____ DATA TO PROCESS

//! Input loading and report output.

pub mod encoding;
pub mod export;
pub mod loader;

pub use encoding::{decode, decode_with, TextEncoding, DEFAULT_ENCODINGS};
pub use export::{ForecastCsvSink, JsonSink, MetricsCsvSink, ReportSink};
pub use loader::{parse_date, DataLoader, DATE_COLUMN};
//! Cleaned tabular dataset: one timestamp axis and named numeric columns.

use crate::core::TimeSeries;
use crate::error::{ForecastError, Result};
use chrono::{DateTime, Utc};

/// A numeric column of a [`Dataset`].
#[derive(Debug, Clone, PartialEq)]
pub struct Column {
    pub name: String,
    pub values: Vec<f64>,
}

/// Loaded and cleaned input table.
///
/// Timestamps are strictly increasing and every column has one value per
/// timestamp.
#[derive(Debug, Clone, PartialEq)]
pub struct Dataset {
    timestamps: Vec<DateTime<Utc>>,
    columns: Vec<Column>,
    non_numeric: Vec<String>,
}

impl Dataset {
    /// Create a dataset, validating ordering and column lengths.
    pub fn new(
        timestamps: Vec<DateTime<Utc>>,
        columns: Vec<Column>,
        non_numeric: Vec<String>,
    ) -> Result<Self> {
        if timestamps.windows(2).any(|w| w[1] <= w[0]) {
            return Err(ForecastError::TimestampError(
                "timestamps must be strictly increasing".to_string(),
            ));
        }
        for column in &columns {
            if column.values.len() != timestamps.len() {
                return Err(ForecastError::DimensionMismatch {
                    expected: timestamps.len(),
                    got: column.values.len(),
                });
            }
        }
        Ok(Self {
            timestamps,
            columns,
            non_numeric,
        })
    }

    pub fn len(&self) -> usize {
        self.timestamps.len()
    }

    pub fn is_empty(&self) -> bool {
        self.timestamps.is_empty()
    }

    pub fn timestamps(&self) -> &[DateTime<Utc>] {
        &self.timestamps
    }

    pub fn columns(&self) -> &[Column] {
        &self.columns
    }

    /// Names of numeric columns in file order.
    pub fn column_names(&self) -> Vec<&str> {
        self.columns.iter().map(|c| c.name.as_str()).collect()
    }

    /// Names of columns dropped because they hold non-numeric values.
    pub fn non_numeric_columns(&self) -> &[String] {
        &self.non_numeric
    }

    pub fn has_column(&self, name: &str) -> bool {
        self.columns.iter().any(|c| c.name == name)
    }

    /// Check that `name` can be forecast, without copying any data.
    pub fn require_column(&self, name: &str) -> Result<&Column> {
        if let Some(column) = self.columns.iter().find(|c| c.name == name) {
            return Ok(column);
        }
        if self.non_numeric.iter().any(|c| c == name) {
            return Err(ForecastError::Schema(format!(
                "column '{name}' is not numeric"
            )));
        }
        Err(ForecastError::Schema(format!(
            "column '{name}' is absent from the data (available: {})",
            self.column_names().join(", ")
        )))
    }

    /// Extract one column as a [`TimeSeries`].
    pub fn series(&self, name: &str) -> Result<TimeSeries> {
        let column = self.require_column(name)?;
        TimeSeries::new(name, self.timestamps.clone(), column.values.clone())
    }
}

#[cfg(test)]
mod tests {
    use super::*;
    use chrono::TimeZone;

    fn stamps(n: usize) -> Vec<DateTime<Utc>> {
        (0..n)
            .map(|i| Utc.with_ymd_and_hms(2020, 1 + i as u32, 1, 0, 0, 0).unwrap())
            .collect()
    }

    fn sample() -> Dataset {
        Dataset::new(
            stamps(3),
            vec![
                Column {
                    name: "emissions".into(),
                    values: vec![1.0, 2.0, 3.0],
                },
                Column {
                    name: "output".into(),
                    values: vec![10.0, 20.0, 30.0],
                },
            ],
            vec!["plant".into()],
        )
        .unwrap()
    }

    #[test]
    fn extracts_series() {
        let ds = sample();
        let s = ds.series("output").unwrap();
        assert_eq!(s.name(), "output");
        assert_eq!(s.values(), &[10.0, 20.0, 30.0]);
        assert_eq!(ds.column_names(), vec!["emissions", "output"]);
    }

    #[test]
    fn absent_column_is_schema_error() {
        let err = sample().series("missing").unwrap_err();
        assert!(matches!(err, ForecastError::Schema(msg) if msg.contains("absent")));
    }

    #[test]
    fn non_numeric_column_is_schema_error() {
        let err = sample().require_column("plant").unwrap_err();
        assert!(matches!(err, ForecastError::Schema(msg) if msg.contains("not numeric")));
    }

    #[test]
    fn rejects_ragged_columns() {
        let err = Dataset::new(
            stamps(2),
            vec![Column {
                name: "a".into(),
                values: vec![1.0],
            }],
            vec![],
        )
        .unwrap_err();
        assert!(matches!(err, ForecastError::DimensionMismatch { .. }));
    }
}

________
____ DATA TO PROCESS

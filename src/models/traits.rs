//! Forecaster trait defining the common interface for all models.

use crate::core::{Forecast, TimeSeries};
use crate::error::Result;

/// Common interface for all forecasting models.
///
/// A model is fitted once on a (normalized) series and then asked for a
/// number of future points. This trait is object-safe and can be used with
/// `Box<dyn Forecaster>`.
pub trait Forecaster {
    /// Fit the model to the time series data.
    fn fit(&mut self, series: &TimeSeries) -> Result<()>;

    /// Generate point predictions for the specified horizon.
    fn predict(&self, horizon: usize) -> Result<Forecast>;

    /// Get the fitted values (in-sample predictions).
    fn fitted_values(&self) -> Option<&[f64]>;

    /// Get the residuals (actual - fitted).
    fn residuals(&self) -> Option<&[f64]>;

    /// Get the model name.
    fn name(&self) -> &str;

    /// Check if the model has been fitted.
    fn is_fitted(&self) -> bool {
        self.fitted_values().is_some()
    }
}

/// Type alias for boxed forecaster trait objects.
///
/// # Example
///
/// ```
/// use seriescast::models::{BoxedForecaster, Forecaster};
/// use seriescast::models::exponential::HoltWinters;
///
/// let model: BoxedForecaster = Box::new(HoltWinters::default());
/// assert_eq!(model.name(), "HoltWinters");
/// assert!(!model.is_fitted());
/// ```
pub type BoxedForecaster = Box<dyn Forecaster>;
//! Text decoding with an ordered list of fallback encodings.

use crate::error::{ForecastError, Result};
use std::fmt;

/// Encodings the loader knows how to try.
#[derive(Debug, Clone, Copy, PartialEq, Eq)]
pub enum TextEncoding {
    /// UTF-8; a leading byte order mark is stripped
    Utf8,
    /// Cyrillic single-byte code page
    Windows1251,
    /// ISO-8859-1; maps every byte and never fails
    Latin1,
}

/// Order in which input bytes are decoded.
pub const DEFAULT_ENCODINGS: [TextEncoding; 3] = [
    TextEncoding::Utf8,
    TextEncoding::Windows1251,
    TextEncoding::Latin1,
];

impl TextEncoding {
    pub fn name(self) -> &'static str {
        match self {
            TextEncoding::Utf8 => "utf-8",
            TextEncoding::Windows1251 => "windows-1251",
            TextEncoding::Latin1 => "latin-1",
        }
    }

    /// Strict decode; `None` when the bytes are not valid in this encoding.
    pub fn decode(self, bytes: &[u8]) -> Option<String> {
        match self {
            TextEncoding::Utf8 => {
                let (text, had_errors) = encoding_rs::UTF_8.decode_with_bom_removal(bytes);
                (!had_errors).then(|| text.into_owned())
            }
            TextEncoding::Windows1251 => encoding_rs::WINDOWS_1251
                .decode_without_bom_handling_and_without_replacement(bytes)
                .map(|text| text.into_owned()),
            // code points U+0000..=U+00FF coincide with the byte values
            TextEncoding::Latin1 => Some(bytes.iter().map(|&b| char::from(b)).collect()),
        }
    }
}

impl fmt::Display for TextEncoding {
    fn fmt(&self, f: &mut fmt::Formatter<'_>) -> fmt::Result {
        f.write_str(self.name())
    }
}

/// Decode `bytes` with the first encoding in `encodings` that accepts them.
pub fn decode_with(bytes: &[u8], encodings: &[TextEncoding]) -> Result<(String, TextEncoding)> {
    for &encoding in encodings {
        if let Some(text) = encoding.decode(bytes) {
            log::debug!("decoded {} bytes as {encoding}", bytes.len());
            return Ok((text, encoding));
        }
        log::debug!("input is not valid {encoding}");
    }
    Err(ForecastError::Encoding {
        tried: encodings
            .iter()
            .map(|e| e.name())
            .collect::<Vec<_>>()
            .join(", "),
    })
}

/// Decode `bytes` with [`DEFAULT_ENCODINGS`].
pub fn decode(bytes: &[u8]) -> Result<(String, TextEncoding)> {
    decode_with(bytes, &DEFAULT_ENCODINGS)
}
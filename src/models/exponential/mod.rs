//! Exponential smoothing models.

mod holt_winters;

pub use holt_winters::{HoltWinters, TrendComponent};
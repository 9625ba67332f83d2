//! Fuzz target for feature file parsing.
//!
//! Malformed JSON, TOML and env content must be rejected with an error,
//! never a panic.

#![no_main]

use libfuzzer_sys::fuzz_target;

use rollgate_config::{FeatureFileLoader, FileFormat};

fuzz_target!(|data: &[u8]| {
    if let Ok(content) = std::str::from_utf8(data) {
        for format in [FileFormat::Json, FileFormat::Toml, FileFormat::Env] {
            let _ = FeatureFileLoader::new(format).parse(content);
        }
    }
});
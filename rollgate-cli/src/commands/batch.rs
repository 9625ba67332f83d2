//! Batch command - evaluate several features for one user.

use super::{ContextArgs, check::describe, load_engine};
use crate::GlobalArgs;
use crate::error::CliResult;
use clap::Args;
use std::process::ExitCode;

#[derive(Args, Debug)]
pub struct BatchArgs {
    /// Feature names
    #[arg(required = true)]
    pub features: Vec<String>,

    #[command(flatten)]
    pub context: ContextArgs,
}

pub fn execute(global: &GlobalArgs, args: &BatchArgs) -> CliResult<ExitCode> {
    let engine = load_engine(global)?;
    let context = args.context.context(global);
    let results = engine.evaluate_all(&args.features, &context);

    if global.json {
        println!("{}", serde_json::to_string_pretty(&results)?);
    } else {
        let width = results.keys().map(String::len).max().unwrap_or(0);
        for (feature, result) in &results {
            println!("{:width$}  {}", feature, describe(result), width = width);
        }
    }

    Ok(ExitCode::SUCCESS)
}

________

EXERCISE OBJECTIVE: Could you copy every line in the records that holds "BatchArgs"?

RESULT FOR THIS TASK:
pub struct BatchArgs {
pub fn execute(global: &GlobalArgs, args: &BatchArgs) -> CliResult<ExitCode> {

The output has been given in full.